> [ABOUT THIS EXERCISE]
In the data, find each line where the word "chunk" appears and list that line.

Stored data
● ● ● ● ●

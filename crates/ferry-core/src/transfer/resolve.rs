//! Share-link resolution: cloud "view" pages rewritten to URLs that return
//! the file itself.
//!
//! Google Drive, Dropbox and OneDrive share links are rewritten without any
//! network access. Two cases need a request first: large Drive files answer
//! with a virus-scan warning page whose confirm token must be carried over,
//! and `1drv.ms` short links only reveal their target by redirecting.

use reqwest::header::{CONTENT_TYPE, SET_COOKIE};
use url::Url;

use super::{TransferSettings, USER_AGENT};

/// Hosting service a share link belongs to.
#[derive(Debug, Clone, Copy, PartialEq, Eq)]
pub enum CloudService {
    GoogleDrive,
    Dropbox,
    OneDrive,
}

impl CloudService {
    pub fn detect(url: &Url) -> Option<Self> {
        let host = url.host_str()?.to_ascii_lowercase();
        let is = |domain: &str| host == domain || host.ends_with(&format!(".{domain}"));
        if host == "drive.google.com" || host == "docs.google.com" {
            Some(CloudService::GoogleDrive)
        } else if is("dropbox.com") || host == "dl.dropboxusercontent.com" {
            Some(CloudService::Dropbox)
        } else if host == "1drv.ms" || is("onedrive.live.com") || is("sharepoint.com") {
            Some(CloudService::OneDrive)
        } else {
            None
        }
    }

    pub fn as_str(self) -> &'static str {
        match self {
            CloudService::GoogleDrive => "google-drive",
            CloudService::Dropbox => "dropbox",
            CloudService::OneDrive => "onedrive",
        }
    }
}

/// Direct-download form of a share link, computed offline. `None` for
/// anything that is not a recognised share link.
pub fn direct_url(raw: &str) -> Option<(CloudService, Url)> {
    let url = Url::parse(raw).ok()?;
    let service = CloudService::detect(&url)?;
    let direct = match service {
        CloudService::GoogleDrive => drive_download_url(&drive_file_id(&url)?)?,
        CloudService::Dropbox => dropbox_direct(url),
        CloudService::OneDrive => onedrive_direct(url),
    };
    Some((service, direct))
}

/// `https://drive.google.com/uc?export=download&id=<id>`.
fn drive_download_url(id: &str) -> Option<Url> {
    Url::parse_with_params(
        "https://drive.google.com/uc",
        [("export", "download"), ("id", id)],
    )
    .ok()
}

/// File id from `/file/d/<id>/...` (or the document, presentation and
/// spreadsheet equivalents) or an `id=` query parameter.
fn drive_file_id(url: &Url) -> Option<String> {
    let segments: Vec<&str> = url.path_segments().map(|s| s.collect()).unwrap_or_default();
    let from_path = segments.windows(3).find_map(|w| {
        let kind_ok = matches!(w[0], "file" | "document" | "presentation" | "spreadsheets");
        (kind_ok && w[1] == "d").then(|| w[2].to_string())
    });
    from_path
        .or_else(|| {
            url.query_pairs()
                .find(|(k, _)| k == "id")
                .map(|(_, v)| v.into_owned())
        })
        .filter(|id| is_token(id))
}

fn dropbox_direct(mut url: Url) -> Url {
    set_query(&mut url, "dl", "1");
    if matches!(url.host_str(), Some("www.dropbox.com" | "dropbox.com")) {
        if let Err(e) = url.set_host(Some("dl.dropboxusercontent.com")) {
            tracing::debug!(error = %e, "dropbox host kept");
        }
    }
    url
}

fn onedrive_direct(mut url: Url) -> Url {
    set_query(&mut url, "download", "1");
    url
}

/// Set `key=value`, replacing any existing values of `key` in place.
fn set_query(url: &mut Url, key: &str, value: &str) {
    let mut pairs: Vec<(String, String)> = url
        .query_pairs()
        .map(|(k, v)| (k.into_owned(), v.into_owned()))
        .collect();
    let mut seen = false;
    pairs.retain_mut(|(k, v)| {
        if k != key {
            return true;
        }
        if seen {
            return false;
        }
        seen = true;
        *v = value.to_string();
        true
    });
    if !seen {
        pairs.push((key.to_string(), value.to_string()));
    }
    url.query_pairs_mut().clear().extend_pairs(pairs);
}

fn is_token(s: &str) -> bool {
    !s.is_empty() && s.bytes().all(|b| b.is_ascii_alphanumeric() || b == b'_' || b == b'-')
}

/// The `[A-Za-z0-9_-]+` run right after the first `marker` in `hay`.
fn token_after(hay: &str, marker: &str) -> Option<String> {
    let rest = &hay[hay.find(marker)? + marker.len()..];
    let end = rest
        .find(|c: char| !(c.is_ascii_alphanumeric() || c == '_' || c == '-'))
        .unwrap_or(rest.len());
    (end > 0).then(|| rest[..end].to_string())
}

/// Value of `name="..."` inside one tag.
fn attr<'a>(tag: &'a str, name: &str) -> Option<&'a str> {
    let marker = format!("{name}=\"");
    let rest = &tag[tag.find(&marker)? + marker.len()..];
    Some(&rest[..rest.find('"')?])
}

/// Confirm token on a Drive warning page, in any of the shapes Drive has
/// used: a `confirm=` link, a JSON field or a hidden form input.
pub fn confirm_token(html: &str) -> Option<String> {
    token_after(html, "confirm=")
        .or_else(|| token_after(html, "\"confirm\":\""))
        .or_else(|| {
            html.split("<input")
                .skip(1)
                .filter_map(|chunk| chunk.split('>').next())
                .find(|tag| attr(tag, "name") == Some("confirm"))
                .and_then(|tag| attr(tag, "value"))
                .filter(|v| is_token(v))
                .map(str::to_string)
        })
}

/// Download URL from a Drive warning page's form: its `action` plus every
/// hidden input. `None` unless the form carries a confirm field.
fn confirm_form(html: &str) -> Option<Url> {
    let form_tag = html.split("<form").nth(1)?.split('>').next()?;
    let mut url = Url::parse(&attr(form_tag, "action")?.replace("&amp;", "&")).ok()?;
    let inputs: Vec<(&str, &str)> = html
        .split("<input")
        .skip(1)
        .filter_map(|chunk| chunk.split('>').next())
        .filter(|tag| attr(tag, "type") == Some("hidden"))
        .filter_map(|tag| Some((attr(tag, "name")?, attr(tag, "value").unwrap_or(""))))
        .collect();
    if !inputs.iter().any(|(k, _)| *k == "confirm") {
        return None;
    }
    url.query_pairs_mut().extend_pairs(inputs);
    Some(url)
}

/// `download_warning*=<token>` from Drive's older cookie handshake.
fn warning_cookie(headers: &reqwest::header::HeaderMap) -> Option<String> {
    headers
        .get_all(SET_COOKIE)
        .iter()
        .filter_map(|v| v.to_str().ok())
        .find(|c| c.starts_with("download_warning"))
        .and_then(|c| token_after(c, "="))
}

/// Rewrites share links before a job's first attempt.
pub struct ShareLinkResolver {
    client: Option<reqwest::Client>,
}

impl ShareLinkResolver {
    pub fn new(settings: &TransferSettings) -> Self {
        let client = reqwest::Client::builder()
            .user_agent(USER_AGENT)
            .connect_timeout(settings.connect_timeout)
            .timeout(settings.read_timeout)
            .build();
        match client {
            Ok(client) => Self {
                client: Some(client),
            },
            Err(e) => {
                tracing::warn!(error = %e, "share links will be rewritten offline only");
                Self { client: None }
            }
        }
    }

    /// URL to fetch for `raw`. Anything that is not a share link comes back
    /// unchanged; if the network step fails the offline rewrite is used.
    pub async fn resolve(&self, raw: &str) -> String {
        let Some((service, direct)) = direct_url(raw) else {
            return raw.to_string();
        };
        let resolved = match (&self.client, service) {
            (Some(client), CloudService::GoogleDrive) => {
                confirm_download(client, direct.clone()).await
            }
            (Some(client), CloudService::OneDrive)
                if direct.host_str() == Some("1drv.ms") =>
            {
                expand_short_link(client, raw).await
            }
            _ => Ok(direct.clone()),
        };
        let url = match resolved {
            Ok(url) => url,
            Err(e) => {
                tracing::warn!(service = service.as_str(), error = %e, "share link lookup failed, using offline rewrite");
                direct
            }
        };
        tracing::info!(service = service.as_str(), from = raw, to = %url, "share link resolved");
        url.to_string()
    }
}

/// Ask Drive for the file; a warning page means the confirm token has to
/// go on the URL.
async fn confirm_download(client: &reqwest::Client, direct: Url) -> reqwest::Result<Url> {
    let resp = client.get(direct.clone()).send().await?.error_for_status()?;
    if resp.url().query_pairs().any(|(k, _)| k == "confirm") {
        return Ok(resp.url().clone());
    }
    if let Some(token) = warning_cookie(resp.headers()) {
        let mut url = direct;
        set_query(&mut url, "confirm", &token);
        return Ok(url);
    }
    let html = resp
        .headers()
        .get(CONTENT_TYPE)
        .and_then(|v| v.to_str().ok())
        .is_some_and(|ct| ct.starts_with("text/html"));
    if !html {
        return Ok(direct);
    }
    let body = resp.text().await?;
    if let Some(url) = confirm_form(&body) {
        return Ok(url);
    }
    match confirm_token(&body) {
        Some(token) => {
            let mut url = direct;
            set_query(&mut url, "confirm", &token);
            Ok(url)
        }
        None => Ok(direct),
    }
}

/// Follow a `1drv.ms` redirect chain and ask the target for the file.
async fn expand_short_link(client: &reqwest::Client, raw: &str) -> reqwest::Result<Url> {
    let resp = client.get(raw).send().await?;
    Ok(onedrive_direct(resp.url().clone()))
}

#[cfg(test)]
mod tests {
    use super::*;
    use tokio::io::{AsyncReadExt, AsyncWriteExt};

    fn direct(raw: &str) -> (CloudService, String) {
        let (service, url) = direct_url(raw).unwrap();
        (service, url.to_string())
    }

    #[test]
    fn drive_links_become_uc_downloads() {
        let want = "https://drive.google.com/uc?export=download&id=1AbC_d-9";
        for raw in [
            "https://drive.google.com/file/d/1AbC_d-9/view?usp=sharing",
            "https://drive.google.com/open?id=1AbC_d-9",
            "https://docs.google.com/document/d/1AbC_d-9/edit",
            "https://drive.google.com/uc?id=1AbC_d-9&export=download",
        ] {
            assert_eq!(direct(raw), (CloudService::GoogleDrive, want.to_string()), "{raw}");
        }
        // Folders have no file id.
        assert!(direct_url("https://drive.google.com/drive/folders/xyz").is_none());
    }

    #[test]
    fn dropbox_links_ask_for_the_file() {
        assert_eq!(
            direct("https://www.dropbox.com/s/abc123/report.pdf?dl=0").1,
            "https://dl.dropboxusercontent.com/s/abc123/report.pdf?dl=1"
        );
        assert_eq!(
            direct("https://www.dropbox.com/scl/fi/xyz/a.zip?rlkey=k1&dl=0").1,
            "https://dl.dropboxusercontent.com/scl/fi/xyz/a.zip?rlkey=k1&dl=1"
        );
        assert_eq!(
            direct("https://dl.dropboxusercontent.com/s/abc/f.bin").1,
            "https://dl.dropboxusercontent.com/s/abc/f.bin?dl=1"
        );
    }

    #[test]
    fn onedrive_links_get_download_flag() {
        assert_eq!(
            direct("https://onedrive.live.com/redir?resid=ABC!123&authkey=x"),
            (
                CloudService::OneDrive,
                "https://onedrive.live.com/redir?resid=ABC%21123&authkey=x&download=1".to_string()
            )
        );
        assert_eq!(
            direct("https://contoso.sharepoint.com/:u:/g/doc?e=1&download=0").1,
            "https://contoso.sharepoint.com/:u:/g/doc?e=1&download=1"
        );
        assert_eq!(direct("https://1drv.ms/u/s!Aa1").0, CloudService::OneDrive);
    }

    #[test]
    fn other_hosts_are_left_alone() {
        assert!(direct_url("https://example.com/file.iso").is_none());
        assert!(direct_url("https://notdropbox.com/s/x?dl=0").is_none());
        assert!(direct_url("not a url").is_none());
    }

    #[test]
    fn confirm_token_shapes() {
        assert_eq!(
            confirm_token(r#"<a href="/uc?export=download&amp;confirm=t0K-en_1&amp;id=x">"#).as_deref(),
            Some("t0K-en_1")
        );
        assert_eq!(confirm_token(r#"{"confirm":"abc"}"#).as_deref(), Some("abc"));
        assert_eq!(
            confirm_token(r#"<input type="hidden" name="confirm" value="t">"#).as_deref(),
            Some("t")
        );
        assert_eq!(confirm_token("<html>no luck</html>"), None);
    }

    #[test]
    fn warning_form_carries_every_hidden_field() {
        let html = r#"<form id="download-form" action="https://drive.usercontent.google.com/download" method="get">
            <input type="hidden" name="id" value="1AbC">
            <input type="hidden" name="export" value="download">
            <input type="hidden" name="confirm" value="t">
            <input type="hidden" name="uuid" value="u-1">
            <input type="submit" value="Download anyway"></form>"#;
        assert_eq!(
            confirm_form(html).unwrap().as_str(),
            "https://drive.usercontent.google.com/download?id=1AbC&export=download&confirm=t&uuid=u-1"
        );
        assert!(confirm_form(r#"<form action="https://x/">"#).is_none());
    }

    /// Answers one request with `response` and returns its base URL.
    async fn one_shot(response: &'static str) -> Url {
        let listener = tokio::net::TcpListener::bind("127.0.0.1:0").await.unwrap();
        let addr = listener.local_addr().unwrap();
        tokio::spawn(async move {
            let (mut sock, _) = listener.accept().await.unwrap();
            let mut buf = [0u8; 4096];
            let _ = sock.read(&mut buf).await;
            sock.write_all(response.as_bytes()).await.unwrap();
        });
        Url::parse(&format!("http://{addr}/uc?export=download&id=1AbC")).unwrap()
    }

    #[tokio::test]
    async fn drive_warning_page_adds_confirm_token() {
        let url = one_shot(concat!(
            "HTTP/1.1 200 OK\r\nContent-Type: text/html; charset=utf-8\r\n",
            "Content-Length: 52\r\nConnection: close\r\n\r\n",
            "<a href=\"/uc?export=download&amp;confirm=Xy9\">go</a>"
        ))
        .await;
        let client = reqwest::Client::new();
        let got = confirm_download(&client, url.clone()).await.unwrap();
        assert_eq!(got.query_pairs().find(|(k, _)| k == "confirm").unwrap().1, "Xy9");
        assert_eq!(got.path(), url.path());
    }

    #[tokio::test]
    async fn drive_file_response_is_used_as_is() {
        let url = one_shot(concat!(
            "HTTP/1.1 200 OK\r\nContent-Type: application/zip\r\n",
            "Content-Length: 4\r\nConnection: close\r\n\r\nPK\x03\x04"
        ))
        .await;
        let client = reqwest::Client::new();
        assert_eq!(confirm_download(&client, url.clone()).await.unwrap(), url);
    }

    #[tokio::test]
    async fn drive_cookie_handshake() {
        let url = one_shot(concat!(
            "HTTP/1.1 200 OK\r\nContent-Type: text/html\r\n",
            "Set-Cookie: download_warning_13058876669334088843_1AbC=Zq7; Path=/\r\n",
            "Content-Length: 0\r\nConnection: close\r\n\r\n"
        ))
        .await;
        let client = reqwest::Client::new();
        let got = confirm_download(&client, url).await.unwrap();
        assert!(got.as_str().ends_with("&confirm=Zq7"), "{got}");
    }

    #[tokio::test]
    async fn plain_urls_pass_through_the_resolver() {
        let resolver = ShareLinkResolver::new(&TransferSettings::default());
        assert_eq!(
            resolver.resolve("http://127.0.0.1:9/file.bin").await,
            "http://127.0.0.1:9/file.bin"
        );
    }
}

● ● ● ● ●

> [RESPONSE TO THE TASK]
                .filter_map(|chunk| chunk.split('>').next())
        .filter_map(|chunk| chunk.split('>').next())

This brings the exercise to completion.